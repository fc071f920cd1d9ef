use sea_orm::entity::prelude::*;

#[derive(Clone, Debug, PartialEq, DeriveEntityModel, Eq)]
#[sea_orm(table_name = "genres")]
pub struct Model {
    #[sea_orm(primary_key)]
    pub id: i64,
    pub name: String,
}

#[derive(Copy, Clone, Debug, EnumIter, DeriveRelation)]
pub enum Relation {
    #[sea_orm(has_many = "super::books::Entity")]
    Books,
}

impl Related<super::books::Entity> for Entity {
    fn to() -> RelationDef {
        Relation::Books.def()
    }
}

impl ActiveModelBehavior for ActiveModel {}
........
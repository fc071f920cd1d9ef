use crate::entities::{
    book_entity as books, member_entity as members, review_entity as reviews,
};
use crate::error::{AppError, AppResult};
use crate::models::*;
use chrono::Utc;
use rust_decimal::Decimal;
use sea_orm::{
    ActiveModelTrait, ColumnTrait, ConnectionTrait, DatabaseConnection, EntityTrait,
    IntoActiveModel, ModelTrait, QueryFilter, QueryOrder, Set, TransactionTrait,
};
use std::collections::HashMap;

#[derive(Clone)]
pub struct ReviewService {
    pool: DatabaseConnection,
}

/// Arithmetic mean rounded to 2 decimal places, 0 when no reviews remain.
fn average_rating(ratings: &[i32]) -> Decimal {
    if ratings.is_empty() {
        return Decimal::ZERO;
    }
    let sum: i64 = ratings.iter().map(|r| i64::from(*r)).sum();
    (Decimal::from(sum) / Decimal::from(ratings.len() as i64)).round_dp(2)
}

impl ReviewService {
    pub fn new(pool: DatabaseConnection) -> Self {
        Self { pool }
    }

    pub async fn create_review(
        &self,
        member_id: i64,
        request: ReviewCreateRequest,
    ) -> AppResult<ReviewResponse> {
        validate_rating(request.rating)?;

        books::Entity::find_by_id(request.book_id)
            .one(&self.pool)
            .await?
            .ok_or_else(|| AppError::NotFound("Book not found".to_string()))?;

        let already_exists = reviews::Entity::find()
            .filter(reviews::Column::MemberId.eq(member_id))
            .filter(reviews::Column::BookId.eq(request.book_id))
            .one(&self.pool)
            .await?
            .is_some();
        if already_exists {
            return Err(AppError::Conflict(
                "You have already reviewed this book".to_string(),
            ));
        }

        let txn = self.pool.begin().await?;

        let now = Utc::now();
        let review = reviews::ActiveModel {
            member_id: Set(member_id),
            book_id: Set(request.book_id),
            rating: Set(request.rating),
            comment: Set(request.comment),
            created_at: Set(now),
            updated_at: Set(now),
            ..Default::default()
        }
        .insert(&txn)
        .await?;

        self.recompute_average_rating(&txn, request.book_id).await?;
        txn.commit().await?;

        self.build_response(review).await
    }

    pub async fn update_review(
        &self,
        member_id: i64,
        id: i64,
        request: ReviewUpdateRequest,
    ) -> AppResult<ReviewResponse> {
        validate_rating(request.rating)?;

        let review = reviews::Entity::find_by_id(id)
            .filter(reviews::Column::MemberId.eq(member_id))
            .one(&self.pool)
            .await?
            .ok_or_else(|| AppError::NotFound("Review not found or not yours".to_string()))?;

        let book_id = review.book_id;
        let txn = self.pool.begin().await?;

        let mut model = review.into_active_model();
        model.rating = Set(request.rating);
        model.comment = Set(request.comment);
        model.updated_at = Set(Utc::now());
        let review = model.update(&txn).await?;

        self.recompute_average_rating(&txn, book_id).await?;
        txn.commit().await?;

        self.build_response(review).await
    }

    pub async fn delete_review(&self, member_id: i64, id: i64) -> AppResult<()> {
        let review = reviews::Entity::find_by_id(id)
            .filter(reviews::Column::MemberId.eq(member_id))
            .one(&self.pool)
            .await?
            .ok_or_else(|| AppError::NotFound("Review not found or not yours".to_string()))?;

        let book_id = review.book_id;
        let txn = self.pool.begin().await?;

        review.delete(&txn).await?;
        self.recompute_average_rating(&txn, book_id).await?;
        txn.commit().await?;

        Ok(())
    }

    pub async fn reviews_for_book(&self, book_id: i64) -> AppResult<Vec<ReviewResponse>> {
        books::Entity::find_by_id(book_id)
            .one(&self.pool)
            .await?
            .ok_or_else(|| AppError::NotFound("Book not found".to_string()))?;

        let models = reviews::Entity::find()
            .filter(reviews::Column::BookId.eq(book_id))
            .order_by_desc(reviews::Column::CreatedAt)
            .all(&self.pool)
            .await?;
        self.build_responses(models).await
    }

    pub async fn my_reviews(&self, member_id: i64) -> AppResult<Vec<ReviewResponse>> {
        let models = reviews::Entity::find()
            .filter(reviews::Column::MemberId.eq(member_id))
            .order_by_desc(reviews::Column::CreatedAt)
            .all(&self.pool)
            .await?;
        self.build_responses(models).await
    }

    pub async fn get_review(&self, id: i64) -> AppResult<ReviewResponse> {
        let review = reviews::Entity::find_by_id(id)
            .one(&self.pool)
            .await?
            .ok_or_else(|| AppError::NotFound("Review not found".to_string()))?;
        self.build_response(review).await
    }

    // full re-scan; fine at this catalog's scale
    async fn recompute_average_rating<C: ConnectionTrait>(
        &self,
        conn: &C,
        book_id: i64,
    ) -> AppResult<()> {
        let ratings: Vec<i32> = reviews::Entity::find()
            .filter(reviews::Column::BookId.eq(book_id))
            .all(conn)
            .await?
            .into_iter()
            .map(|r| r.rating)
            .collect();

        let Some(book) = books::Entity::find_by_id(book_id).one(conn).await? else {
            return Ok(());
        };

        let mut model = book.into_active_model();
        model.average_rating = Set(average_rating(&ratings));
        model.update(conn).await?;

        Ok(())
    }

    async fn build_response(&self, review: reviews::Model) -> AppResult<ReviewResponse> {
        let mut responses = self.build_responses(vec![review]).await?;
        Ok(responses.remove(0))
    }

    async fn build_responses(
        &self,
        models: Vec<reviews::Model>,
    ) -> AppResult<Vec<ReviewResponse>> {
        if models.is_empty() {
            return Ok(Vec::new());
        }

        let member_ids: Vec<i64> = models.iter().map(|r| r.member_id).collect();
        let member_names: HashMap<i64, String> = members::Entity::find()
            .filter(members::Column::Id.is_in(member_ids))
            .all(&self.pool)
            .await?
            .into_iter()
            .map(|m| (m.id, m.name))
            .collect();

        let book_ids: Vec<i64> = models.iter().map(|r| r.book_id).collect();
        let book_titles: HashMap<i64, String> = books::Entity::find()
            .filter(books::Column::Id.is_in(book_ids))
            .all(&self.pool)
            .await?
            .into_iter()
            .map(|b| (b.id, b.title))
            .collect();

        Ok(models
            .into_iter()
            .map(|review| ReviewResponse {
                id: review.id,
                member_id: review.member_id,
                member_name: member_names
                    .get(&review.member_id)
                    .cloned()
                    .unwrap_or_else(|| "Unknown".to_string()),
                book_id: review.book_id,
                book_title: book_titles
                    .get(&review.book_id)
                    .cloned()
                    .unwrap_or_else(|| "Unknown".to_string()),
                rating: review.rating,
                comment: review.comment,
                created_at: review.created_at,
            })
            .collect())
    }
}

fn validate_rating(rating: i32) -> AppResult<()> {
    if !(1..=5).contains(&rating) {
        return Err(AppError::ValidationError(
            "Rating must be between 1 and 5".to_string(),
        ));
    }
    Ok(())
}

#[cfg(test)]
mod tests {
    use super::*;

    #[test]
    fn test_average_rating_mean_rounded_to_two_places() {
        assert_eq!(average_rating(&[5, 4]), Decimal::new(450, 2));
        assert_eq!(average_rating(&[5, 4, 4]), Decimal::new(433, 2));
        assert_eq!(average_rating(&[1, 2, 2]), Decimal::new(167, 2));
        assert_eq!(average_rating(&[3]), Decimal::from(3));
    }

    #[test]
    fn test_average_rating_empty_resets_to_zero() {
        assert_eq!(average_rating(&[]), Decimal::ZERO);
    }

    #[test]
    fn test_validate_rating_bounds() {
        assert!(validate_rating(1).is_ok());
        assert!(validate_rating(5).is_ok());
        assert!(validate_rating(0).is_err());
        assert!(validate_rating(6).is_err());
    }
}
........
| Exercise requirements |
Scan the material above for the string "ConnectionTrait". Return each line where it occurs.

| Problem solution |
    ActiveModelTrait, ColumnTrait, ConnectionTrait, DatabaseConnection, EntityTrait,
    async fn recompute_average_rating<C: ConnectionTrait>(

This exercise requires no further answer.